» The task
Pick out each line with the word "last" from the material that follows.

----

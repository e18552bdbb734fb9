//! Table output for the CLI listings.

use comfy_table::presets::UTF8_FULL_CONDENSED;
use comfy_table::{Attribute, Cell, ContentArrangement, Table};
use std::io::IsTerminal;
use terminal_size::{Width, terminal_size};

/// A bordered listing with a header row, sized to the terminal (or the
/// `COLUMNS` override) and colored only when stdout is a terminal.
pub struct Listing {
    table: Table,
}

impl Listing {
    pub fn new(headers: &[&str]) -> Listing {
        Listing::styled(headers, output_width(), use_color())
    }

    fn styled(headers: &[&str], width: Option<u16>, color: bool) -> Listing {
        let mut table = Table::new();
        table
            .load_preset(UTF8_FULL_CONDENSED)
            .set_content_arrangement(ContentArrangement::Dynamic);
        if let Some(width) = width {
            table.set_width(width);
        }
        table.set_header(
            headers
                .iter()
                .map(|h| {
                    if color {
                        Cell::new(h).add_attribute(Attribute::Bold)
                    } else {
                        Cell::new(h)
                    }
                })
                .collect::<Vec<_>>(),
        );
        Listing { table }
    }

    pub fn row(&mut self, cells: Vec<Cell>) -> &mut Listing {
        self.table.add_row(cells);
        self
    }

    pub fn print(self) {
        println!("{}", self.table);
    }

    fn rendered(&self) -> String {
        self.table.to_string()
    }
}

/// Ids overflow their column: note UUIDs keep their first and last groups,
/// `x-coredata://` attachment ids keep the scheme and the trailing `p<pk>`.
pub fn short_id(id: &str) -> String {
    let id = id.trim();
    if id.chars().count() <= 24 {
        return id.to_string();
    }
    if let Some(pk) = id.rsplit('/').next()
        && id.starts_with("x-coredata://")
    {
        return format!("x-coredata://…/{pk}");
    }
    let first = id.split('-').next().unwrap_or(id);
    let last = id.rsplit('-').next().unwrap_or(id);
    if first.len() + last.len() < id.len() {
        format!("{first}…{last}")
    } else {
        let head: String = id.chars().take(16).collect();
        format!("{head}…")
    }
}

fn output_width() -> Option<u16> {
    std::env::var("COLUMNS")
        .ok()
        .and_then(|v| v.parse().ok())
        .or_else(|| terminal_size().map(|(Width(w), _)| w))
}

fn use_color() -> bool {
    std::env::var_os("NO_COLOR").is_none() && std::io::stdout().is_terminal()
}

#[cfg(test)]
mod tests {
    use super::*;

    #[test]
    fn short_id_keeps_short_ids() {
        assert_eq!(short_id("abc"), "abc");
        assert_eq!(short_id(" NOTE-7 "), "NOTE-7");
    }

    #[test]
    fn short_id_keeps_uuid_ends() {
        let id = "A1B2C3D4-EEEE-FFFF-0000-123456789ABC";
        assert_eq!(short_id(id), "A1B2C3D4…123456789ABC");
    }

    #[test]
    fn short_id_keeps_coredata_scheme_and_pk() {
        let id = "x-coredata://AAAAAAAA-BBBB-CCCC-DDDD-EEEEEEEEEEEE/ICAttachment/p1393";
        assert_eq!(short_id(id), "x-coredata://…/p1393");
    }

    #[test]
    fn short_id_truncates_undashed_ids() {
        let id = "Z".repeat(40);
        let s = short_id(&id);
        assert!(s.ends_with('…'));
        assert!(s.chars().count() <= 17);
    }

    #[test]
    fn listing_renders_headers_and_rows() {
        let mut listing = Listing::styled(&["Folder", "Notes"], Some(30), false);
        listing.row(vec![Cell::new("Work"), Cell::new(7)]);
        listing.row(vec![Cell::new("Home"), Cell::new(2)]);
        let out = listing.rendered();
        assert!(out.contains("Folder"));
        assert!(out.contains("Work"));
        assert!(out.contains('7'));
        assert!(out.lines().all(|l| l.chars().count() <= 30));
    }
}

----

» Solution to the exercise
/// Ids overflow their column: note UUIDs keep their first and last groups,
    let last = id.rsplit('-').next().unwrap_or(id);
    if first.len() + last.len() < id.len() {
        format!("{first}…{last}")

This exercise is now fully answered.